Descriptions, Reviews, Etc.
Publisher Description:
The First Comprehensive Investigation into the First Uprising Against Slavery in North America
At 2 a.m. on April 7, 1712, a fire broke out in New York City's North Ward. Unbeknown to the residents who roused themselves to combat the flames, the blaze had been started with murderous intent. A group of at least twenty-four enslaved West African men and women, mostly Akan from modern-day Ghana, had long plotted this moment. Armed with guns, daggers, swords, axes, and clubs, they fell upon their enslavers. In the next few frantic moments, eight Europeans were killed and seven were wounded. The perpetrators were rounded up, jailed, and put on public trial. Twenty enslaved men and one woman were executed or transported for carrying out the plot. As the first event of its kind to take place in the North American colonies, this revolt was the progenitor of those that followed--it inspired, the Stono Rebellion of 1739, the New York Conspiracy of 1741, and Nat Turner's 1831 insurrection.
When I Die, I Shall Return to My Own Land: The 1712 New York City Slave Revolt is the first comprehensive investigation into this major event in the history of slavery in North America. Consulting court records, correspondence, and the minutes of the various colonial councils, as well as a wide range of sources related to eighteenth-century slavery, historian Ben Hughes vividly recreates early colonial New York, the lives of its enslaved inhabitants, the factionalism among the city's Dutch and English elites, and their precarious hold on Manhattan Island in the face of French and Native American threats.
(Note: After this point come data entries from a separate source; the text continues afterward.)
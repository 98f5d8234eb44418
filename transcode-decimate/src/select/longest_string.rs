//! Longest-string selection.
//!
//! Metric duplicates are grouped into runs of consecutive slots (runs may
//! continue into the neighboring cycles) and drops are taken from the
//! longest run first. Telecine leaves one duplicate per cycle, so the run
//! that crosses a cycle boundary tells which side the repeat belongs to.

use super::{apply_two, rules, SelectorConfig};
use crate::cycle::{Cycle, SlotDecision};

/// Score given to a run that has nothing left to drop.
const EXHAUSTED: i64 = -20;

pub(super) fn decide(config: &SelectorConfig, p: &mut Cycle, c: &mut Cycle, n: &mut Cycle) {
    for cycle in [&mut *p, &mut *c, &mut *n] {
        if !cycle.dups_set {
            cycle.set_dups(config.dup_thresh);
        }
    }
    let quota = c.drop_quota();
    let hint = if config.cycle_r == 1 {
        rules::d2v_hint(p, c, n, true)
    } else {
        None
    };
    if c.dup_count == 0 && hint.is_none() {
        if !c.lowest_set {
            c.set_lowest(false);
        }
        c.set_decimate_low(quota);
        return;
    }

    let forced = c.drop_count();
    if forced >= quota {
        c.decided = true;
        return;
    }
    if config.cycle_r == 1 {
        if let Some(slot) = rules::obvious_single_dup(p, c, n) {
            c.drop_slot(slot);
            c.decided = true;
            return;
        }
        if let Some((first, second)) = rules::two_drop_pattern_change(p, c, n) {
            apply_two(config, c, first, second);
            return;
        }
        if forced == 0 && end_corroborated(config, p, c, n) {
            return;
        }
    }
    if let Some(slot) = hint {
        if c.drop_slot(slot) {
            c.decided = true;
            return;
        }
    }

    let taken = run_search(p, c, n, quota - forced);
    c.decided = true;
    if taken < quota - forced {
        c.set_lowest(true);
        c.set_decimate_low_p(quota - forced - taken);
    }
}

fn first_isolated(
    p: &Cycle,
    c: &Cycle,
    n: &Cycle,
    slots: impl Iterator<Item = usize>,
) -> Option<usize> {
    for i in slots {
        if rules::is_isolated_dup(p, c, n, i) {
            return Some(i);
        }
        if c.dup[i] {
            return None;
        }
    }
    None
}

/// Which end of the cycle a neighbor vouches for.
#[derive(Debug, Clone, Copy, PartialEq, Eq)]
enum EndPick {
    First,
    Last,
    Both,
}

/// Isolated duplicates at the ends of the cycle that line up with a
/// neighbor's lone duplicate (or a neighbor with none).
fn end_corroborated(config: &SelectorConfig, p: &Cycle, c: &mut Cycle, n: &Cycle) -> bool {
    if c.length <= 2 || c.dup_count <= 1 || (p.dup_count > 1 && n.dup_count > 1) {
        return false;
    }
    let c1 = first_isolated(p, c, n, c.slots());
    let c2 = first_isolated(p, c, n, c.slots().rev());

    let first_dup = |cy: &Cycle| cy.slots().find(|&i| cy.dup[i]);
    let mut vouched_prev = false;
    let mut vouched_next = false;
    let mut prev_side = false;
    let mut next_side = false;

    if let Some(c1) = c1 {
        if p.dup_count <= 1 {
            let p1 = if p.dup_count == 0 && (p.valid_len() == p.length || n.dup_count != c.dup_count)
            {
                vouched_prev = true;
                Some(c1)
            } else {
                first_dup(p)
            };
            prev_side = p1 == Some(c1);
        }
    }
    if let Some(c2) = c2 {
        if n.dup_count <= 1 {
            let n1 = if n.dup_count == 0 && (n.valid_len() == n.length || p.dup_count != c.dup_count)
            {
                vouched_next = true;
                Some(c2)
            } else {
                first_dup(n)
            };
            next_side = n1 == Some(c2);
        }
    }

    let pick = match (prev_side, next_side) {
        (true, true) => EndPick::Both,
        (true, false) => EndPick::First,
        (false, true) => EndPick::Last,
        (false, false) => return false,
    };
    let dropped = match (pick, c1, c2) {
        (EndPick::First, Some(first), _) => c.drop_slot(first),
        (EndPick::Last, _, Some(last)) => c.drop_slot(last),
        (EndPick::Both, Some(first), Some(last)) if config.keep_one_of_two => {
            let drop_first = match (vouched_prev, vouched_next) {
                (true, false) => false,
                (false, true) => true,
                _ => c.metric(first) <= c.metric(last),
            };
            c.drop_slot(if drop_first { first } else { last })
        }
        (EndPick::Both, Some(first), Some(last)) => {
            apply_two(config, c, first, last);
            true
        }
        _ => false,
    };
    if !dropped {
        return false;
    }
    c.decided = true;
    true
}

#[derive(Debug, Clone, Copy)]
struct DupRun {
    score: i64,
    start: usize,
    end: usize,
}

fn collect_runs(p: &Cycle, c: &Cycle, n: &Cycle) -> Vec<DupRun> {
    let mut runs = Vec::new();
    let mut i = c.cycle_s;
    while i < c.cycle_e {
        if !c.dup[i] {
            i += 1;
            continue;
        }
        let start = i;
        let mut end = i;
        while end < c.cycle_e && c.dup[end] {
            end += 1;
        }
        let mut forward = (end - start) as i64;
        if end == c.cycle_e {
            forward += n.slots().take_while(|&g| n.dup[g]).count() as i64;
        }
        let mut back = 1;
        if start == 0 && !p.is_empty() {
            back += p
                .slots()
                .rev()
                .take_while(|&g| p.dup[g] && p.decimate2[g] != SlotDecision::Drop)
                .count() as i64;
        }
        runs.push(DupRun {
            score: back + forward - 1,
            start,
            end,
        });
        i = end;
    }
    runs
}

fn sort_runs(runs: &mut [DupRun]) {
    runs.sort_by(|a, b| b.score.cmp(&a.score).then(a.start.cmp(&b.start)));
}

fn consume(run: &mut DupRun, dropped_inside: usize) {
    if run.end as i64 - run.start as i64 - dropped_inside as i64 - 1 <= 0 {
        run.score = EXHAUSTED;
    } else {
        run.score -= 1;
    }
}

/// Drop from the highest-scoring runs; returns how many drops were made.
fn run_search(p: &Cycle, c: &mut Cycle, n: &Cycle, wanted: usize) -> usize {
    let mut runs = collect_runs(p, c, n);
    if runs.is_empty() {
        return 0;
    }
    // forced drops already use up part of their run
    for i in c.slots() {
        if c.is_dropped(i) {
            for run in runs.iter_mut().filter(|r| (r.start..r.end).contains(&i)) {
                consume(run, 0);
            }
        }
    }
    sort_runs(&mut runs);

    let mut taken = 0;
    while taken < c.dup_count && taken < wanted {
        let top = runs[0];
        if top.score < 1 {
            break;
        }
        let candidate = (top.start..top.end)
            .filter(|&i| c.decimate[i] == SlotDecision::Unset && c.can_drop(i))
            .min_by_key(|&i| (c.metric(i), i));
        let Some(slot) = candidate else {
            // only forced keeps left in this run
            runs[0].score = EXHAUSTED;
            sort_runs(&mut runs);
            continue;
        };
        let dropped_inside = (top.start..top.end).filter(|&i| c.is_dropped(i)).count();
        c.decimate[slot] = SlotDecision::Drop;
        if let Some(y) = (top.start..c.cycle_e).find(|&y| c.decimate2[y] != SlotDecision::Drop) {
            c.decimate2[y] = SlotDecision::Drop;
        }
        consume(&mut runs[0], dropped_inside);
        sort_runs(&mut runs);
        taken += 1;
    }
    taken
}

#[cfg(test)]
mod tests {
    use super::*;
    use crate::cycle::tests::cycle_with;
    use crate::cycle::BlendOutcome;
    use pretty_assertions::assert_eq;

    fn run(p: &mut Cycle, c: &mut Cycle, n: &mut Cycle) {
        decide(&SelectorConfig::default(), p, c, n);
    }

    #[test]
    fn test_no_dups_takes_lowest() {
        let mut p = cycle_with(100, &[40, 40, 40, 40, 40], "ccccc");
        let mut c = cycle_with(105, &[40, 38, 20, 41, 39], "ccccc");
        let mut n = cycle_with(110, &[40, 40, 40, 40, 40], "ccccc");
        run(&mut p, &mut c, &mut n);
        assert_eq!(c.dropped_slots(), vec![2]);
        assert!(c.decided);
    }

    #[test]
    fn test_longest_run_wins() {
        let mut p = cycle_with(100, &[40, 1, 40, 1, 40], "ccccc");
        let mut c = cycle_with(105, &[1, 40, 1, 0, 40], "ccccc");
        let mut n = cycle_with(110, &[40, 1, 40, 1, 40], "ccccc");
        run(&mut p, &mut c, &mut n);
        // the two-long run at slots 2..4 outranks the single at 0
        assert_eq!(c.dropped_slots(), vec![3]);
    }

    #[test]
    fn test_run_extends_into_next() {
        let mut p = cycle_with(100, &[40, 1, 40, 1, 40], "ccccc");
        let mut c = cycle_with(105, &[40, 1, 40, 40, 1], "ccccc");
        let mut n = cycle_with(110, &[1, 40, 40, 40, 40], "ccccc");
        run(&mut p, &mut c, &mut n);
        assert_eq!(c.dropped_slots(), vec![4]);
    }

    #[test]
    fn test_end_corroborated_pair() {
        let mut p = cycle_with(100, &[40, 40, 40, 40, 40], "ccccc");
        let mut c = cycle_with(105, &[1, 40, 40, 40, 0], "ccccc");
        let mut n = cycle_with(110, &[40, 40, 40, 40, 40], "ccccc");
        let config = SelectorConfig {
            keep_one_of_two: false,
            ..Default::default()
        };
        decide(&config, &mut p, &mut c, &mut n);
        assert_eq!(c.dropped_slots(), vec![0, 4]);
        assert_eq!(c.outcome, BlendOutcome::TwoDuplicates);

        let mut c = cycle_with(105, &[1, 40, 40, 40, 0], "ccccc");
        run(&mut p, &mut c, &mut n);
        assert_eq!(c.dropped_slots(), vec![4]);
    }

    #[test]
    fn test_forced_drop_fills_quota() {
        let mut p = cycle_with(100, &[40, 40, 40, 40, 40], "ccccc");
        let mut c = cycle_with(105, &[40, 1, 40, 40, 40], "ccccc");
        let mut n = cycle_with(110, &[40, 40, 40, 40, 40], "ccccc");
        c.drop_slot(3);
        run(&mut p, &mut c, &mut n);
        assert_eq!(c.dropped_slots(), vec![3]);
    }

    #[test]
    fn test_forced_keep_respected() {
        let mut p = cycle_with(100, &[40, 40, 40, 40, 40], "ccccc");
        let mut c = cycle_with(105, &[40, 1, 0, 40, 40], "ccccc");
        let mut n = cycle_with(110, &[40, 40, 40, 40, 40], "ccccc");
        c.forced_keep[2] = true;
        c.decimate[2] = SlotDecision::Keep;
        run(&mut p, &mut c, &mut n);
        assert_eq!(c.dropped_slots(), vec![1]);
    }

    #[test]
    fn test_forced_keep_on_only_dup_falls_back_to_lowest() {
        let mut p = cycle_with(100, &[40, 40, 40, 40, 40], "ccccc");
        let mut c = cycle_with(105, &[40, 1, 40, 40, 39], "ccccc");
        let mut n = cycle_with(110, &[40, 40, 40, 40, 40], "ccccc");
        c.forced_keep[1] = true;
        c.decimate[1] = SlotDecision::Keep;
        run(&mut p, &mut c, &mut n);
        assert!(c.decided);
        assert_eq!(c.drop_count(), c.drop_quota());
        assert_eq!(c.dropped_slots(), vec![4]);
    }

    #[test]
    fn test_run_search_skips_exhausted_run() {
        let p = cycle_with(100, &[40, 40, 40, 40, 40], "ccccc");
        let mut c = cycle_with(105, &[40, 1, 40, 0, 40], "ccccc");
        let n = cycle_with(110, &[40, 40, 40, 40, 40], "ccccc");
        c.set_dups(SelectorConfig::default().dup_thresh);
        c.forced_keep[1] = true;
        c.decimate[1] = SlotDecision::Keep;
        assert_eq!(run_search(&p, &mut c, &n, 1), 1);
        assert_eq!(c.dropped_slots(), vec![3]);
    }
}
Hughes traces the origins of the New York rebels, details how they came to be enslaved, and recreates the shadowy dealings that took place between African polities, European and American slavers, and New York merchants. The forerunners of a movement which continues to this day, the deeds of these original African American rebels have now been all but forgotten. Here, Hughes attempts to redress this imbalance by recovering their story.